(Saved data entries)
:::::
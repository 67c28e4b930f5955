//! # Interface Shapes
//!
//! A service interface is described by a small table instead of generated
//! event types: its requests (each optionally paired with a response), its
//! responses and its attributes. The position of an entry in its table is the
//! offset into the matching message-id sub-range.
//!
//! ```text
//! requests[i]   -> REQUEST_ID_FIRST   + i
//! responses[i]  -> RESPONSE_ID_FIRST  + i
//! attributes[i] -> ATTRIBUTE_ID_FIRST + i
//! ```

use crate::address::ServiceItem;
use crate::address::ServiceType;
use crate::address::Version;
use crate::ids::attribute_id;
use crate::ids::request_id;
use crate::ids::response_id;
use crate::ids::MessageClass;
use crate::ids::MessageId;
use crate::ids::ATTRIBUTE_ID_FIRST;
use crate::ids::REQUEST_ID_FIRST;
use crate::ids::RESPONSE_ID_FIRST;

#[derive(Debug, Clone, PartialEq, Eq)]
struct RequestEntry {
    name: String,
    response: Option<u32>,
}

/// Name-to-id table of one service interface.
#[derive(Debug, Clone, PartialEq, Eq)]
pub struct InterfaceShape {
    name: String,
    version: Version,
    requests: Vec<RequestEntry>,
    responses: Vec<String>,
    attributes: Vec<String>,
}

impl InterfaceShape {
    pub fn new(name: impl Into<String>, version: Version) -> Self {
        Self {
            name: name.into(),
            version,
            requests: Vec::new(),
            responses: Vec::new(),
            attributes: Vec::new(),
        }
    }

    /// Adds a request, optionally paired with a response. A response name not
    /// declared yet is appended to the response table.
    pub fn request(mut self, name: impl Into<String>, response: Option<&str>) -> Self {
        let response = response.map(|r| self.response_index_or_insert(r));
        self.requests.push(RequestEntry { name: name.into(), response });
        self
    }

    pub fn response(mut self, name: impl Into<String>) -> Self {
        let name = name.into();
        self.response_index_or_insert(&name);
        self
    }

    pub fn attribute(mut self, name: impl Into<String>) -> Self {
        self.attributes.push(name.into());
        self
    }

    fn response_index_or_insert(&mut self, name: &str) -> u32 {
        match self.responses.iter().position(|r| r == name) {
            Some(i) => i as u32,
            None => {
                self.responses.push(name.to_string());
                (self.responses.len() - 1) as u32
            }
        }
    }

    pub fn name(&self) -> &str {
        &self.name
    }

    pub fn version(&self) -> Version {
        self.version
    }

    /// The service item this interface is offered as.
    pub fn item(&self, service_type: ServiceType) -> ServiceItem {
        ServiceItem::new(self.name.clone(), self.version, service_type)
    }

    pub fn request_count(&self) -> usize {
        self.requests.len()
    }

    pub fn response_count(&self) -> usize {
        self.responses.len()
    }

    pub fn attribute_count(&self) -> usize {
        self.attributes.len()
    }

    pub fn request_id(&self, name: &str) -> Option<MessageId> {
        self.requests.iter().position(|r| r.name == name).map(|i| request_id(i as u32))
    }

    pub fn response_id(&self, name: &str) -> Option<MessageId> {
        self.responses.iter().position(|r| r == name).map(|i| response_id(i as u32))
    }

    pub fn attribute_id(&self, name: &str) -> Option<MessageId> {
        self.attributes.iter().position(|a| a == name).map(|i| attribute_id(i as u32))
    }

    /// True if the id names one of this interface's requests, responses or attributes.
    pub fn contains(&self, id: MessageId) -> bool {
        match MessageClass::of(id) {
            MessageClass::Request => ((id - REQUEST_ID_FIRST) as usize) < self.requests.len(),
            MessageClass::Response => ((id - RESPONSE_ID_FIRST) as usize) < self.responses.len(),
            MessageClass::Attribute => ((id - ATTRIBUTE_ID_FIRST) as usize) < self.attributes.len(),
            MessageClass::Empty | MessageClass::ServiceInternal | MessageClass::Invalid => false,
        }
    }

    /// The response paired with a request, if the request has one.
    pub fn response_for_request(&self, request: MessageId) -> Option<MessageId> {
        if MessageClass::of(request) != MessageClass::Request {
            return None;
        }
        let entry = self.requests.get((request - REQUEST_ID_FIRST) as usize)?;
        entry.response.map(response_id)
    }

    /// Id carried by the undelivered reply to `id`.
    ///
    /// Requests map to their paired response; everything else (notify
    /// requests on attributes or responses, requests without a response)
    /// keeps its own id.
    pub fn failure_response_id(&self, id: MessageId) -> MessageId {
        self.response_for_request(id).unwrap_or(id)
    }

    pub fn message_name(&self, id: MessageId) -> Option<&str> {
        match MessageClass::of(id) {
            MessageClass::Request => self
                .requests
                .get((id - REQUEST_ID_FIRST) as usize)
                .map(|r| r.name.as_str()),
            MessageClass::Response => self
                .responses
                .get((id - RESPONSE_ID_FIRST) as usize)
                .map(String::as_str),
            MessageClass::Attribute => self
                .attributes
                .get((id - ATTRIBUTE_ID_FIRST) as usize)
                .map(String::as_str),
            MessageClass::Empty | MessageClass::ServiceInternal | MessageClass::Invalid => None,
        }
    }
}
:::::
[What is expected]
What is needed is every line from the beginning of the data up to and including the line with "use crate::ids::RESPONSE_ID_FIRST;", given again word for word.

[Exercise response]
repository 67c28e4b930f5955
//! # Interface Shapes
//!
//! A service interface is described by a small table instead of generated
//! event types: its requests (each optionally paired with a response), its
//! responses and its attributes. The position of an entry in its table is the
//! offset into the matching message-id sub-range.
//!
//! ```text
//! requests[i]   -> REQUEST_ID_FIRST   + i
//! responses[i]  -> RESPONSE_ID_FIRST  + i
//! attributes[i] -> ATTRIBUTE_ID_FIRST + i
//! ```

use crate::address::ServiceItem;
use crate::address::ServiceType;
use crate::address::Version;
use crate::ids::attribute_id;
use crate::ids::request_id;
use crate::ids::response_id;
use crate::ids::MessageClass;
use crate::ids::MessageId;
use crate::ids::ATTRIBUTE_ID_FIRST;
use crate::ids::REQUEST_ID_FIRST;
use crate::ids::RESPONSE_ID_FIRST;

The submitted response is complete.